Work task » Please set down the records below exactly as they appear.

Material to process »
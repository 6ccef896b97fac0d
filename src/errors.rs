use axum::http::{header, StatusCode};
use axum::response::Redirect;
use thiserror::Error;

/// Message shown when the backend reports an entry that already exists.
pub const ALREADY_COMPLETED_MESSAGE: &str = "Great! You already marked this complete for this day.";

/// Failures surfaced by the dashboard core.
///
/// Only `AuthExpired` is guaranteed to reach the caller untouched; the others
/// are downgraded to an error-display state where the core can do so.
#[derive(Debug, Clone, PartialEq, Eq, Error)]
pub enum ClientError {
    /// Detected client-side; nothing was sent to the backend.
    #[error("{0}")]
    Validation(String),

    /// The mutation is redundant (the entry already exists).
    #[error("already completed: {0}")]
    Conflict(String),

    #[error("not found: {0}")]
    NotFound(String),

    #[error("network error: {0}")]
    Network(String),

    #[error("session expired")]
    AuthExpired,

    #[error("server error {status}: {message}")]
    Server { status: u16, message: String },
}

impl ClientError {
    pub fn validation(message: impl Into<String>) -> Self {
        Self::Validation(message.into())
    }

    pub fn is_auth_expired(&self) -> bool {
        matches!(self, ClientError::AuthExpired)
    }

    /// Text suitable for an inline message next to the control that failed.
    pub fn user_message(&self) -> String {
        match self {
            ClientError::Conflict(_) => ALREADY_COMPLETED_MESSAGE.to_string(),
            ClientError::Validation(message) => message.clone(),
            ClientError::NotFound(_) => "Nothing to undo for this day.".to_string(),
            ClientError::Network(message) => format!("Network error: {message}"),
            ClientError::AuthExpired => "Your session has expired. Please sign in again.".to_string(),
            ClientError::Server { message, .. } if !message.is_empty() => message.clone(),
            ClientError::Server { status, .. } => format!("Request failed ({status})"),
        }
    }

    /// Classifies a non-success backend response.
    ///
    /// `message` is the `message` field of the backend's JSON error body, when
    /// it had one.
    pub fn from_status(status: u16, message: Option<String>) -> Self {
        let message = message.unwrap_or_default();
        if message.contains("Already completed") {
            return ClientError::Conflict(message);
        }
        match status {
            401 | 403 => ClientError::AuthExpired,
            404 => ClientError::NotFound(message),
            409 => ClientError::Conflict(message),
            400..=499 => ClientError::Validation(message),
            _ => ClientError::Server { status, message },
        }
    }
}

impl From<reqwest::Error> for ClientError {
    fn from(err: reqwest::Error) -> Self {
        if err.is_decode() {
            return ClientError::Server {
                status: err.status().map(|s| s.as_u16()).unwrap_or(200),
                message: format!("unexpected response body: {err}"),
            };
        }
        ClientError::Network(err.to_string())
    }
}

#[derive(Debug)]
pub struct AppError {
    pub status: StatusCode,
    pub message: String,
    pub redirect: Option<String>,
}

impl AppError {
    pub fn bad_request(message: impl Into<String>) -> Self {
        Self {
            status: StatusCode::BAD_REQUEST,
            message: message.into(),
            redirect: None,
        }
    }

    pub fn not_found(message: impl Into<String>) -> Self {
        Self {
            status: StatusCode::NOT_FOUND,
            message: message.into(),
            redirect: None,
        }
    }

    pub fn from_client(err: ClientError, login_url: &str) -> Self {
        let status = match &err {
            ClientError::AuthExpired => {
                return Self {
                    status: StatusCode::SEE_OTHER,
                    message: err.user_message(),
                    redirect: Some(login_url.to_string()),
                };
            }
            ClientError::Validation(_) => StatusCode::BAD_REQUEST,
            ClientError::Conflict(_) => StatusCode::CONFLICT,
            ClientError::NotFound(_) => StatusCode::NOT_FOUND,
            ClientError::Network(_) | ClientError::Server { .. } => StatusCode::BAD_GATEWAY,
        };
        Self {
            status,
            message: err.user_message(),
            redirect: None,
        }
    }
}

impl axum::response::IntoResponse for AppError {
    fn into_response(self) -> axum::response::Response {
        match self.redirect {
            Some(location) => {
                let mut response = Redirect::to(&location).into_response();
                response.headers_mut().insert(
                    header::CACHE_CONTROL,
                    header::HeaderValue::from_static("no-store"),
                );
                response
            }
            None => (self.status, self.message).into_response(),
        }
    }
}

#[cfg(test)]
mod tests {
    use super::*;

    #[test]
    fn auth_statuses_map_to_auth_expired() {
        assert_eq!(ClientError::from_status(401, None), ClientError::AuthExpired);
        assert_eq!(ClientError::from_status(403, Some("Forbidden".into())), ClientError::AuthExpired);
    }

    #[test]
    fn already_completed_message_is_a_conflict_whatever_the_status() {
        let err = ClientError::from_status(500, Some("Already completed on 2024-03-01".into()));
        assert!(matches!(err, ClientError::Conflict(_)));
        assert_eq!(err.user_message(), ALREADY_COMPLETED_MESSAGE);
        assert!(matches!(ClientError::from_status(409, None), ClientError::Conflict(_)));
    }

    #[test]
    fn remaining_statuses() {
        assert!(matches!(ClientError::from_status(404, None), ClientError::NotFound(_)));
        assert!(matches!(ClientError::from_status(422, Some("bad value".into())), ClientError::Validation(m) if m == "bad value"));
        assert!(matches!(ClientError::from_status(503, None), ClientError::Server { status: 503, .. }));
    }

    #[test]
    fn auth_expired_becomes_login_redirect() {
        let err = AppError::from_client(ClientError::AuthExpired, "/login");
        assert_eq!(err.redirect.as_deref(), Some("/login"));
        let err = AppError::from_client(ClientError::Network("refused".into()), "/login");
        assert_eq!(err.status, StatusCode::BAD_GATEWAY);
        assert!(err.redirect.is_none());
    }
}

Your response »
repository 6ccef896b97fac0d
filename src/errors.rs
use axum::http::{header, StatusCode};
use axum::response::Redirect;
use thiserror::Error;

/// Message shown when the backend reports an entry that already exists.
pub const ALREADY_COMPLETED_MESSAGE: &str = "Great! You already marked this complete for this day.";

/// Failures surfaced by the dashboard core.
///
/// Only `AuthExpired` is guaranteed to reach the caller untouched; the others
/// are downgraded to an error-display state where the core can do so.
#[derive(Debug, Clone, PartialEq, Eq, Error)]
pub enum ClientError {
    /// Detected client-side; nothing was sent to the backend.
    #[error("{0}")]
    Validation(String),

    /// The mutation is redundant (the entry already exists).
    #[error("already completed: {0}")]
    Conflict(String),

    #[error("not found: {0}")]
    NotFound(String),

    #[error("network error: {0}")]
    Network(String),

    #[error("session expired")]
    AuthExpired,

    #[error("server error {status}: {message}")]
    Server { status: u16, message: String },
}

impl ClientError {
    pub fn validation(message: impl Into<String>) -> Self {
        Self::Validation(message.into())
    }

    pub fn is_auth_expired(&self) -> bool {
        matches!(self, ClientError::AuthExpired)
    }

    /// Text suitable for an inline message next to the control that failed.
    pub fn user_message(&self) -> String {
        match self {
            ClientError::Conflict(_) => ALREADY_COMPLETED_MESSAGE.to_string(),
            ClientError::Validation(message) => message.clone(),
            ClientError::NotFound(_) => "Nothing to undo for this day.".to_string(),
            ClientError::Network(message) => format!("Network error: {message}"),
            ClientError::AuthExpired => "Your session has expired. Please sign in again.".to_string(),
            ClientError::Server { message, .. } if !message.is_empty() => message.clone(),
            ClientError::Server { status, .. } => format!("Request failed ({status})"),
        }
    }

    /// Classifies a non-success backend response.
    ///
    /// `message` is the `message` field of the backend's JSON error body, when
    /// it had one.
    pub fn from_status(status: u16, message: Option<String>) -> Self {
        let message = message.unwrap_or_default();
        if message.contains("Already completed") {
            return ClientError::Conflict(message);
        }
        match status {
            401 | 403 => ClientError::AuthExpired,
            404 => ClientError::NotFound(message),
            409 => ClientError::Conflict(message),
            400..=499 => ClientError::Validation(message),
            _ => ClientError::Server { status, message },
        }
    }
}

impl From<reqwest::Error> for ClientError {
    fn from(err: reqwest::Error) -> Self {
        if err.is_decode() {
            return ClientError::Server {
                status: err.status().map(|s| s.as_u16()).unwrap_or(200),
                message: format!("unexpected response body: {err}"),
            };
        }
        ClientError::Network(err.to_string())
    }
}

#[derive(Debug)]
pub struct AppError {
    pub status: StatusCode,
    pub message: String,
    pub redirect: Option<String>,
}

impl AppError {
    pub fn bad_request(message: impl Into<String>) -> Self {
        Self {
            status: StatusCode::BAD_REQUEST,
            message: message.into(),
            redirect: None,
        }
    }

    pub fn not_found(message: impl Into<String>) -> Self {
        Self {
            status: StatusCode::NOT_FOUND,
            message: message.into(),
            redirect: None,
        }
    }

    pub fn from_client(err: ClientError, login_url: &str) -> Self {
        let status = match &err {
            ClientError::AuthExpired => {
                return Self {
                    status: StatusCode::SEE_OTHER,
                    message: err.user_message(),
                    redirect: Some(login_url.to_string()),
                };
            }
            ClientError::Validation(_) => StatusCode::BAD_REQUEST,
            ClientError::Conflict(_) => StatusCode::CONFLICT,
            ClientError::NotFound(_) => StatusCode::NOT_FOUND,
            ClientError::Network(_) | ClientError::Server { .. } => StatusCode::BAD_GATEWAY,
        };
        Self {
            status,
            message: err.user_message(),
            redirect: None,
        }
    }
}

impl axum::response::IntoResponse for AppError {
    fn into_response(self) -> axum::response::Response {
        match self.redirect {
            Some(location) => {
                let mut response = Redirect::to(&location).into_response();
                response.headers_mut().insert(
                    header::CACHE_CONTROL,
                    header::HeaderValue::from_static("no-store"),
                );
                response
            }
            None => (self.status, self.message).into_response(),
        }
    }
}

#[cfg(test)]
mod tests {
    use super::*;

    #[test]
    fn auth_statuses_map_to_auth_expired() {
        assert_eq!(ClientError::from_status(401, None), ClientError::AuthExpired);
        assert_eq!(ClientError::from_status(403, Some("Forbidden".into())), ClientError::AuthExpired);
    }

    #[test]
    fn already_completed_message_is_a_conflict_whatever_the_status() {
        let err = ClientError::from_status(500, Some("Already completed on 2024-03-01".into()));
        assert!(matches!(err, ClientError::Conflict(_)));
        assert_eq!(err.user_message(), ALREADY_COMPLETED_MESSAGE);
        assert!(matches!(ClientError::from_status(409, None), ClientError::Conflict(_)));
    }

    #[test]
    fn remaining_statuses() {
        assert!(matches!(ClientError::from_status(404, None), ClientError::NotFound(_)));
        assert!(matches!(ClientError::from_status(422, Some("bad value".into())), ClientError::Validation(m) if m == "bad value"));
        assert!(matches!(ClientError::from_status(503, None), ClientError::Server { status: 503, .. }));
    }

    #[test]
    fn auth_expired_becomes_login_redirect() {
        let err = AppError::from_client(ClientError::AuthExpired, "/login");
        assert_eq!(err.redirect.as_deref(), Some("/login"));
        let err = AppError::from_client(ClientError::Network("refused".into()), "/login");
        assert_eq!(err.status, StatusCode::BAD_GATEWAY);
        assert!(err.redirect.is_none());
    }
}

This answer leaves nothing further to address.